On how many lines of the records below does the string "BasicCharacterizer" appear? Reply with only the number.

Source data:
▼

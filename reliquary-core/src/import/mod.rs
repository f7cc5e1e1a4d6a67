//! Bulk import: structural validation, all-or-nothing asset creation with
//! compensation, and the ledger-backed job lifecycle.

mod compensation;
pub mod record;
pub mod service;
pub mod validation;

pub use record::{BulkImportRecord, BulkImportState};
pub use service::{BulkImportService, ImportFailure, ImportSummary};
pub use validation::ValidatedImport;
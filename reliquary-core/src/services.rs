//! Wiring of the transaction registry, bulk import service and job runner
//! around one set of collaborators.

use std::fmt;
use std::sync::Arc;

use crate::collaborators::Collaborators;
use crate::config::PipelineConfig;
use crate::import::BulkImportService;
use crate::jobs::JobRunner;
use crate::transactions::ResourceTransactions;

/// Entry point for callers that want the whole pipeline.
#[derive(Clone)]
pub struct Reliquary {
    collaborators: Collaborators,
    config: PipelineConfig,
    transactions: Arc<ResourceTransactions>,
    imports: Arc<BulkImportService>,
    runner: Arc<JobRunner>,
}

impl fmt::Debug for Reliquary {
    fn fmt(&self, f: &mut fmt::Formatter<'_>) -> fmt::Result {
        f.debug_struct("Reliquary")
            .field("collaborators", &self.collaborators)
            .field("config", &self.config)
            .finish_non_exhaustive()
    }
}

impl Reliquary {
    pub fn new(collaborators: Collaborators, config: PipelineConfig) -> Self {
        let transactions = Arc::new(ResourceTransactions::new(&collaborators, &config));
        let imports = Arc::new(BulkImportService::new(
            Arc::clone(&transactions),
            &collaborators,
        ));
        let runner = Arc::new(JobRunner::new(
            Arc::clone(&transactions),
            Arc::clone(&imports),
            config.retry.clone(),
        ));
        Self {
            collaborators,
            config,
            transactions,
            imports,
            runner,
        }
    }

    pub fn transactions(&self) -> &ResourceTransactions {
        &self.transactions
    }

    pub fn imports(&self) -> &BulkImportService {
        &self.imports
    }

    pub fn runner(&self) -> &JobRunner {
        &self.runner
    }

    pub fn collaborators(&self) -> &Collaborators {
        &self.collaborators
    }

    pub fn config(&self) -> &PipelineConfig {
        &self.config
    }
}
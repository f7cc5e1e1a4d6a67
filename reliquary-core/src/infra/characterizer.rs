use async_trait::async_trait;
use reliquary_model::TechnicalMetadata;

use crate::error::Result;
use crate::ports::Characterizer;

/// Characterizer that recognises common formats by magic bytes, falling
/// back to the filename extension. Reads PNG dimensions from the header.
#[derive(Debug, Clone, Copy, Default)]
pub struct BasicCharacterizer;

impl BasicCharacterizer {
    fn sniff(content: &[u8]) -> Option<&'static str> {
        const SIGNATURES: &[(&[u8], &str)] = &[
            (b"\x89PNG\r\n\x1a\n", "image/png"),
            (b"\xff\xd8\xff", "image/jpeg"),
            (b"II*\x00", "image/tiff"),
            (b"MM\x00*", "image/tiff"),
            (b"%PDF-", "application/pdf"),
            (b"GIF87a", "image/gif"),
            (b"GIF89a", "image/gif"),
            (b"ID3", "audio/mpeg"),
        ];
        SIGNATURES
            .iter()
            .find(|(magic, _)| content.starts_with(magic))
            .map(|(_, mime)| *mime)
    }

    fn from_extension(filename: &str) -> Option<&'static str> {
        let (_, extension) = filename.rsplit_once('.')?;
        let mime = match extension.to_ascii_lowercase().as_str() {
            "tif" | "tiff" => "image/tiff",
            "jpg" | "jpeg" => "image/jpeg",
            "png" => "image/png",
            "jp2" => "image/jp2",
            "gif" => "image/gif",
            "pdf" => "application/pdf",
            "mp3" => "audio/mpeg",
            "wav" => "audio/x-wav",
            "mp4" => "video/mp4",
            "mov" => "video/quicktime",
            "txt" => "text/plain",
            "xml" => "application/xml",
            _ => return None,
        };
        Some(mime)
    }

    fn png_dimensions(content: &[u8]) -> Option<(u32, u32)> {
        let header = content.get(16..24)?;
        let width = u32::from_be_bytes(header[0..4].try_into().ok()?);
        let height = u32::from_be_bytes(header[4..8].try_into().ok()?);
        Some((width, height))
    }
}

#[async_trait]
impl Characterizer for BasicCharacterizer {
    async fn characterize(&self, content: &[u8], filename: &str) -> Result<TechnicalMetadata> {
        let mime_type = Self::sniff(content)
            .or_else(|| Self::from_extension(filename))
            .unwrap_or("application/octet-stream");
        let (width, height) = if mime_type == "image/png" {
            Self::png_dimensions(content).unzip()
        } else {
            (None, None)
        };
        Ok(TechnicalMetadata {
            mime_type: Some(mime_type.to_string()),
            size: Some(content.len() as u64),
            width,
            height,
            ..Default::default()
        })
    }
}

#[cfg(test)]
mod tests {
    use super::*;

    #[tokio::test]
    async fn magic_bytes_win_over_extension() {
        let metadata = BasicCharacterizer
            .characterize(b"%PDF-1.7 body", "scan.tif")
            .await
            .unwrap();
        assert_eq!(metadata.mime_type.as_deref(), Some("application/pdf"));
        assert_eq!(metadata.size, Some(13));
    }

    #[tokio::test]
    async fn png_header_gives_dimensions() {
        let mut png = b"\x89PNG\r\n\x1a\n\x00\x00\x00\rIHDR".to_vec();
        png.extend_from_slice(&640u32.to_be_bytes());
        png.extend_from_slice(&480u32.to_be_bytes());
        let metadata = BasicCharacterizer.characterize(&png, "page.png").await.unwrap();
        assert_eq!((metadata.width, metadata.height), (Some(640), Some(480)));
    }

    #[tokio::test]
    async fn unknown_content_falls_back_to_extension() {
        let metadata = BasicCharacterizer
            .characterize(b"raw", "front.TIF")
            .await
            .unwrap();
        assert_eq!(metadata.mime_type.as_deref(), Some("image/tiff"));
    }
}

▲

RESULT OF THIS EXERCISE:
6